Turning Euston station into a temporary homelessness shelter is heartwarming – but it shouldn’t be necessary

Homelessness in London. Image: Getty.

Network Rail (NR) announced last week that Euston Station in central London is to be retooled on Christmas Day as a soup kitchen for the homeless. On Christmas Day, 30 volunteers who work for NR will team up with charities St.Mungo’s and Streets Kitchen to serve food to 200 “specially invited guests” inside the station, which usually attracts a large number of rough sleepers throughout the year.

It’s a heartwarming initiative. Winter is difficult for the homeless: dropping temperatures make spending long stretches of time in the freezing cold even more unbearable, and festive periods can be intensely lonely if you’ve got nowhere to go. On top of that, even the most Grinch-like person might find it difficult to argue against providing temporary solace for a group that’s pushed into the shadows for the rest of the year. Perhaps Christmas – when public transport in London is mostly shut and people are generally in a giving mood – is the only time of year when this kind of event could really happen.

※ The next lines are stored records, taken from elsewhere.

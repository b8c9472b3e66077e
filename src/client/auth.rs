//! API key handling for the Spoonacular API.
//!
//! Spoonacular authenticates every call with an `apiKey` query parameter.
//! The key is never validated locally: a missing or wrong key surfaces as a
//! 401 from the provider on the first request.

use std::fmt;

/// # Spoonacular API Key
///
/// Wraps the raw key so it never ends up in `Debug` output or log lines.
/// Use [`ApiKey::preview`] when a log line needs to identify which key is in
/// use.
#[derive(Clone, Default, PartialEq, Eq)]
pub struct ApiKey(String);

impl ApiKey {
    pub fn new(key: impl Into<String>) -> Self {
        Self(key.into())
    }

    pub fn is_empty(&self) -> bool {
        self.0.is_empty()
    }

    /// First few characters of the key followed by an ellipsis.
    pub fn preview(&self) -> String {
        let head: String = self.0.chars().take(4).collect();
        format!("{}...", head)
    }

    /// The `apiKey=...` query pair, percent-encoded.
    pub fn query_param(&self) -> String {
        format!("apiKey={}", urlencoding::encode(&self.0))
    }
}

impl fmt::Debug for ApiKey {
    fn fmt(&self, f: &mut fmt::Formatter<'_>) -> fmt::Result {
        f.debug_tuple("ApiKey").field(&self.preview()).finish()
    }
}

impl From<String> for ApiKey {
    fn from(key: String) -> Self {
        Self(key)
    }
}
//! # Chef Book Library
//!
//! Collect a handful of ingredients, then get a recipe idea for them from the
//! Spoonacular API. The library is split the same way the session works:
//!
//! ## Client Module
//!
//! The [`client`] module is a direct HTTP client for the two Spoonacular
//! endpoints used: search by ingredients and recipe information.
//!
//! ## Session
//!
//! [`book::ChefBook`] holds the session state, [`fetcher`] runs the
//! search-then-detail lookup, and [`presenter`] turns the state into a
//! printable [`presenter::View`].
//!
//! ## Quick Start
//!
//! ```no_run
//! use chef_book::{presenter, ApiKey, ChefBook, SpoonacularClient};
//!
//! # async fn example() {
//! let client = SpoonacularClient::new(ApiKey::new("my-key"));
//! let mut book = ChefBook::new();
//! for ingredient in ["egg", "flour", "milk"] {
//!     book.add_ingredient(ingredient);
//! }
//!
//! let mut rng = rand::rng();
//! if let Some(notice) = book.fetch_recipe(&client, &mut rng).await {
//!     eprintln!("{}", notice);
//! }
//! println!("{}", presenter::render(&book));
//! # }
//! ```

pub mod book;
pub mod client;
pub mod config;
pub mod fetcher;
pub mod presenter;

pub use book::{ChefBook, Notice, MIN_INGREDIENTS};
pub use client::{ApiKey, SpoonacularClient};
pub use config::Config;
pub use fetcher::{fetch_recipe, pick_one, FetchOutcome};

Homeless people have always had a complex relationship with urban environments. They tend to congregate in cities, where there is more shelter in cities, and more people willing to spare a little bit of loose change; but they are also far more isolating and impersonal. London’s particular kind of urban sprawl, coupled with the transience of much of the population, creates even greater obstacles. Figures from housing charity Shelter recently revealed revealed that 1 in every 200 people in the UK is now homeless, a number that’s increased due to a lack of affordable homes and the effects of austerity. Of the 20 worst affected authorities, 18 are in London.

As London grows faces both unprecedented population growth and the financial pressures that accompany it, it’s worth reconsidering what we can really consider a public space, given that increasing numbers of the population seem to be living in them. A 2016 investigation by the Guardian found that much of what appeared to be public space in London was actually at least partially privately-owned, often due to the rising costs of maintenance that local councils can’t take on. In 2016, the British government passed a bill to create Public Space Protection Orders, which criminalise behaviours associated with homelessness such as begging.

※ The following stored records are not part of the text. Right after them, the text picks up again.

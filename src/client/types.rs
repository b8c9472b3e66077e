//! Type definitions for the Spoonacular recipe API.
//!
//! Only the fields the chef book reads are modelled. Everything else in the
//! provider's payloads is ignored by serde, so new fields on their side never
//! break deserialization.
//!
//! ## Key Types
//!
//! - [`Candidate`] - Partial record returned by `findByIngredients`
//! - [`Recipe`] - Full record returned by `/recipes/{id}/information`
//! - [`InstructionGroup`] - One ordered list of [`Step`]s

use serde::{Deserialize, Serialize};

/// A partial recipe returned by the ingredient search.
///
/// Carries just enough to request the full record.
#[derive(Debug, Clone, PartialEq, Serialize, Deserialize)]
#[serde(rename_all = "camelCase")]
pub struct Candidate {
    /// Provider recipe identifier
    pub id: i64,
    #[serde(default)]
    pub title: Option<String>,
}

/// A complete recipe as returned by the information endpoint.
#[derive(Debug, Clone, PartialEq, Serialize, Deserialize)]
#[serde(rename_all = "camelCase")]
pub struct Recipe {
    /// Provider recipe identifier
    #[serde(default)]
    pub id: i64,
    pub title: String,
    /// Image URL. Some provider records have none.
    #[serde(default)]
    pub image: Option<String>,
    /// Instruction groups in provider order. Only the first is displayed.
    #[serde(default)]
    pub analyzed_instructions: Vec<InstructionGroup>,
    #[serde(default)]
    pub ready_in_minutes: Option<u32>,
    #[serde(default)]
    pub servings: Option<u32>,
    #[serde(default)]
    pub source_url: Option<String>,
}

impl Recipe {
    /// Steps of the first instruction group, if there is one.
    pub fn first_steps(&self) -> Option<&[Step]> {
        self.analyzed_instructions
            .first()
            .map(|group| group.steps.as_slice())
    }
}

/// One ordered list of steps. Recipes with sub-recipes carry several groups.
#[derive(Debug, Clone, PartialEq, Serialize, Deserialize)]
pub struct InstructionGroup {
    #[serde(default)]
    pub name: String,
    #[serde(default)]
    pub steps: Vec<Step>,
}

#[derive(Debug, Clone, PartialEq, Serialize, Deserialize)]
pub struct Step {
    pub number: u32,
    pub step: String,
}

But public spaces can’t be truly public if they’re open only to those who are passing through: those spaces are where the majority of the homeless negotiate the boundaries of their existence in order to survive. Under these conditions, it seems as though the brunt of actually providing for populations in need falls onto initiatives like Euston’s. But this event – and similar ones run by churches, charities and third sector organisations – fills a gap that a government shouldn’t be creating.

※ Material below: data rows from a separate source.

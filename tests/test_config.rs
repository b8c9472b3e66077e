use std::env;
use std::time::Duration;

use chef_book::config::{API_KEY_VAR, BASE_URL_VAR, LEGACY_API_KEY_VAR, TIMEOUT_VAR};
use chef_book::{ApiKey, Config};
use pretty_assertions::assert_eq;
use serial_test::serial;

fn clear_env() {
    for var in [API_KEY_VAR, LEGACY_API_KEY_VAR, BASE_URL_VAR, TIMEOUT_VAR] {
        env::remove_var(var);
    }
}

#[test]
#[serial]
fn test_defaults() {
    clear_env();

    let config = Config::from_env().unwrap();
    assert!(config.api_key.is_empty());
    assert_eq!(config.base_url, "https://api.spoonacular.com");
    assert_eq!(config.timeout, None);
}

#[test]
#[serial]
fn test_reads_all_variables() {
    clear_env();
    env::set_var(API_KEY_VAR, "primary");
    env::set_var(BASE_URL_VAR, "http://localhost:9000/");
    env::set_var(TIMEOUT_VAR, " 15 ");

    let config = Config::from_env().unwrap();
    assert_eq!(config.api_key, ApiKey::new("primary"));
    assert_eq!(config.timeout, Some(Duration::from_secs(15)));
    assert_eq!(config.client().base_url(), "http://localhost:9000");

    clear_env();
}

#[test]
#[serial]
fn test_legacy_key_fallback() {
    clear_env();
    env::set_var(LEGACY_API_KEY_VAR, "legacy");

    let config = Config::from_env().unwrap();
    assert_eq!(config.api_key, ApiKey::new("legacy"));

    env::set_var(API_KEY_VAR, "primary");
    let config = Config::from_env().unwrap();
    assert_eq!(config.api_key, ApiKey::new("primary"));

    clear_env();
}

#[test]
#[serial]
fn test_bad_timeout_is_an_error() {
    clear_env();
    env::set_var(TIMEOUT_VAR, "soon");

    let err = Config::from_env().unwrap_err();
    assert!(err.to_string().contains(TIMEOUT_VAR));

    clear_env();
}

One of the obvious side effects of homelessness is that those affected get pushed into the shadows of society, even though public spaces being the domain of their lives, because they’re the sites of interaction, negotiation and often, safety. As Antonio Tosi has highlighted, the ‘control’ of public spaces – such as through the British government’s Public Space Protection orders – serves to re-frame how homelessness is construed. By positioning it as an issue of social disorder and disruption, the government and its enforcers “subtracts the question of homelessness from public policies”, and shifts blame away from the legislation that it, itself, creates and implements. In doing so, it moves the responsibility to improve conditions onto organisations like St.Mungo’s, Shelter, and now, Network Rail – without ever acknowledging how many of the factors that led people into homelessness are directly created by the Tory government.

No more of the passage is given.